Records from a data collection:

Content starts

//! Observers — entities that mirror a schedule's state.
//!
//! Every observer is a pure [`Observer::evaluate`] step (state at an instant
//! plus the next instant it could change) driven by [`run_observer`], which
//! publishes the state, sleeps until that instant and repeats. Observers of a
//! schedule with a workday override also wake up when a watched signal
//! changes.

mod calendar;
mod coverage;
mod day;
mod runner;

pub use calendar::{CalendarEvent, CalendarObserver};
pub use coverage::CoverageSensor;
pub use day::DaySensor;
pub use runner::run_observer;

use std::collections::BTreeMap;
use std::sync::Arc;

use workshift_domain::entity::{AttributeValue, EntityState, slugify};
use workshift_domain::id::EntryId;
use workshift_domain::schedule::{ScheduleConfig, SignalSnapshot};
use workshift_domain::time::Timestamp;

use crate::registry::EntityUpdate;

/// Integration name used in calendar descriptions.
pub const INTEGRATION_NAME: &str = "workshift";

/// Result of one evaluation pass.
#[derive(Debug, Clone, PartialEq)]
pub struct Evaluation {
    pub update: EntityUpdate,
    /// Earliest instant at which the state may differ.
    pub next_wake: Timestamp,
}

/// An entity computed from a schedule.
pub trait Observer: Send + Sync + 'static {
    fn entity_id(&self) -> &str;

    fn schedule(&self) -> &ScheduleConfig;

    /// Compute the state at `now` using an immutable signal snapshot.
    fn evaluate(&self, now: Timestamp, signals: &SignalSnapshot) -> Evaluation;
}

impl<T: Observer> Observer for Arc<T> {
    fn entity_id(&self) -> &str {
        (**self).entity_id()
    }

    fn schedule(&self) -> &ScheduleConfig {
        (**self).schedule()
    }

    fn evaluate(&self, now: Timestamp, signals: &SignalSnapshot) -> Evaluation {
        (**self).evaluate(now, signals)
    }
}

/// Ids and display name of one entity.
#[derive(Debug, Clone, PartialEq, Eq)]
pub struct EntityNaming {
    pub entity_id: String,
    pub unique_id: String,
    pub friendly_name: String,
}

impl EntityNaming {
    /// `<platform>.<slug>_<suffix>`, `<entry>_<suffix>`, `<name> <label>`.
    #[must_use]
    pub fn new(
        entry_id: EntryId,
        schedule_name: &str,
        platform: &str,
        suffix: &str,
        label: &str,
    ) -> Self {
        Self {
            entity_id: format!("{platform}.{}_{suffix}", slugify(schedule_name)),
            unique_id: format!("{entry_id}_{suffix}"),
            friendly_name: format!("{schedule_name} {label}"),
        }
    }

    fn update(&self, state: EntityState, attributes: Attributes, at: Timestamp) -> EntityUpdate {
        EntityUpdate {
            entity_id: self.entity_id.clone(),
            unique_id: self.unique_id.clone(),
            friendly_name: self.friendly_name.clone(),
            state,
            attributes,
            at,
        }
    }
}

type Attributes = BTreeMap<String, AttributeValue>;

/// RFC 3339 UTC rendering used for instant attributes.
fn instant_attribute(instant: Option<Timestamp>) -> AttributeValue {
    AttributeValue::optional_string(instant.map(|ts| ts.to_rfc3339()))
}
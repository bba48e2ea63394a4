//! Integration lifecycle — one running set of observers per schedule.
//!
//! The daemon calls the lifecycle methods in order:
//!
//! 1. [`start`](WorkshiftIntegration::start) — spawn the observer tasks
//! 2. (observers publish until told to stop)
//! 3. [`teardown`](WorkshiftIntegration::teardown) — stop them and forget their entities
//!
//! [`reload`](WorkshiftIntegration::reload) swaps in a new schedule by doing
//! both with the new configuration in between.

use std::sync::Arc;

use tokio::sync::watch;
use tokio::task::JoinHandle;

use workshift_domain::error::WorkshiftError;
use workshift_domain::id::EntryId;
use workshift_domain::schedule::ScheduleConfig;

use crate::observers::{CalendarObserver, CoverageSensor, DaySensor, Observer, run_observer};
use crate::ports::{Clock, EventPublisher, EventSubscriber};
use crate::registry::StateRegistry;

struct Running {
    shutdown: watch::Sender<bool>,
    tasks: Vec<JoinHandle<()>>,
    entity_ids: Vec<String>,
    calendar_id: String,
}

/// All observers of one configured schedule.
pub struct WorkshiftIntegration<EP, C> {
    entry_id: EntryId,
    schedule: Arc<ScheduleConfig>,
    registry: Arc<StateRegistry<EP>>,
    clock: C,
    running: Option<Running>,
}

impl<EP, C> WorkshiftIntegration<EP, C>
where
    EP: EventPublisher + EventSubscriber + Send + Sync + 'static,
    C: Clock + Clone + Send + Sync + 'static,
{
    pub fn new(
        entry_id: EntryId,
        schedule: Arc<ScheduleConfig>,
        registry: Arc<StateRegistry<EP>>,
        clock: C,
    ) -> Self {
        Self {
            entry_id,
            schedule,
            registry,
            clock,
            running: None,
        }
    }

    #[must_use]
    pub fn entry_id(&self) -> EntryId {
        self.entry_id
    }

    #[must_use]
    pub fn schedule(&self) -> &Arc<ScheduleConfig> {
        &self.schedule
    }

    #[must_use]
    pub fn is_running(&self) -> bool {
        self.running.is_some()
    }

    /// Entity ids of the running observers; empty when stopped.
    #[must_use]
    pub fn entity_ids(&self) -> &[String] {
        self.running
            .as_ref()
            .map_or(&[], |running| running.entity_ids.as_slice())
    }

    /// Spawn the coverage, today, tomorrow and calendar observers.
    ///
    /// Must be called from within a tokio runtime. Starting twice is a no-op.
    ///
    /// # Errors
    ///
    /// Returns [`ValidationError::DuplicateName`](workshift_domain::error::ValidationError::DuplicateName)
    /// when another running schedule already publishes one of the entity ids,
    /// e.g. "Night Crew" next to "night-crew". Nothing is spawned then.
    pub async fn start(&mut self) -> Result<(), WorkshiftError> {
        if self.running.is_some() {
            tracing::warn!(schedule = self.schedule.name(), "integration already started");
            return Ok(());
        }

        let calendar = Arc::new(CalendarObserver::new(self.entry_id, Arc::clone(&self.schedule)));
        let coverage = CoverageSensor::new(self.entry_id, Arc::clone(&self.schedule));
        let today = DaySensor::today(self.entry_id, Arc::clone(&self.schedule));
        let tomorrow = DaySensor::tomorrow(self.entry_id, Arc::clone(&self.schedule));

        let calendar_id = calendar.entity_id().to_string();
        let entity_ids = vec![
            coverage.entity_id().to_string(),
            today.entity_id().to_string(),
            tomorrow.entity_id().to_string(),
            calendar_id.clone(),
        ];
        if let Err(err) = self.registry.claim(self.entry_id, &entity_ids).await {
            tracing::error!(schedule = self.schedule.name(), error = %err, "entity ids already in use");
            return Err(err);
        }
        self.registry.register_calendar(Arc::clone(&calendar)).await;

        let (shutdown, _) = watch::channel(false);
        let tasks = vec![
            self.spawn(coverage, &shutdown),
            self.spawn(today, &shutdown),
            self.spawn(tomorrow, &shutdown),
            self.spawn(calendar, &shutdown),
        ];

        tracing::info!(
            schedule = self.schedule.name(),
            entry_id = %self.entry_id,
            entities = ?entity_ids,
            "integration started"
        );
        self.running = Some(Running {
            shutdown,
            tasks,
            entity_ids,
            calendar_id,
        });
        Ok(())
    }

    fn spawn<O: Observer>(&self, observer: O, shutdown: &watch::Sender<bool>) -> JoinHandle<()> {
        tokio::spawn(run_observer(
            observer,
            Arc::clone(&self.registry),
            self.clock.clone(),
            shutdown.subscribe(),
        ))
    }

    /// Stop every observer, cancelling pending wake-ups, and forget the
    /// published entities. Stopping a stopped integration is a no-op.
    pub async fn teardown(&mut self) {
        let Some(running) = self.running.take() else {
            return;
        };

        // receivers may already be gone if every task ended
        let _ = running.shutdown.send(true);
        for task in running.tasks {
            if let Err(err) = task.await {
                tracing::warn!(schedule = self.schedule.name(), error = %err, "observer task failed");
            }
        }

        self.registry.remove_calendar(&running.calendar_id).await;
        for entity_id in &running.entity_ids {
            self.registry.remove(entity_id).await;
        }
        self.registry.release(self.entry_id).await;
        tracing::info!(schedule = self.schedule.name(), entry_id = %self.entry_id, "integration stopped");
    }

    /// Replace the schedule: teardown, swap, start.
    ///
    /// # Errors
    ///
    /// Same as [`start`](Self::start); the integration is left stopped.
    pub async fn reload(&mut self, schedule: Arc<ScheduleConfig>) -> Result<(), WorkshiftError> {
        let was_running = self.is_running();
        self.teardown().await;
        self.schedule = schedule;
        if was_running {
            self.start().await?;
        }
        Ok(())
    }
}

Content ends

Exercise details: Please write out exactly the line containing "tracing::info!(schedule = self.schedule.name(), entry_id" and every line after it through the end of the records, nothing more.

Result of this exercise:
        tracing::info!(schedule = self.schedule.name(), entry_id = %self.entry_id, "integration stopped");
    }

    /// Replace the schedule: teardown, swap, start.
    ///
    /// # Errors
    ///
    /// Same as [`start`](Self::start); the integration is left stopped.
    pub async fn reload(&mut self, schedule: Arc<ScheduleConfig>) -> Result<(), WorkshiftError> {
        let was_running = self.is_running();
        self.teardown().await;
        self.schedule = schedule;
        if was_running {
            self.start().await?;
        }
        Ok(())
    }
}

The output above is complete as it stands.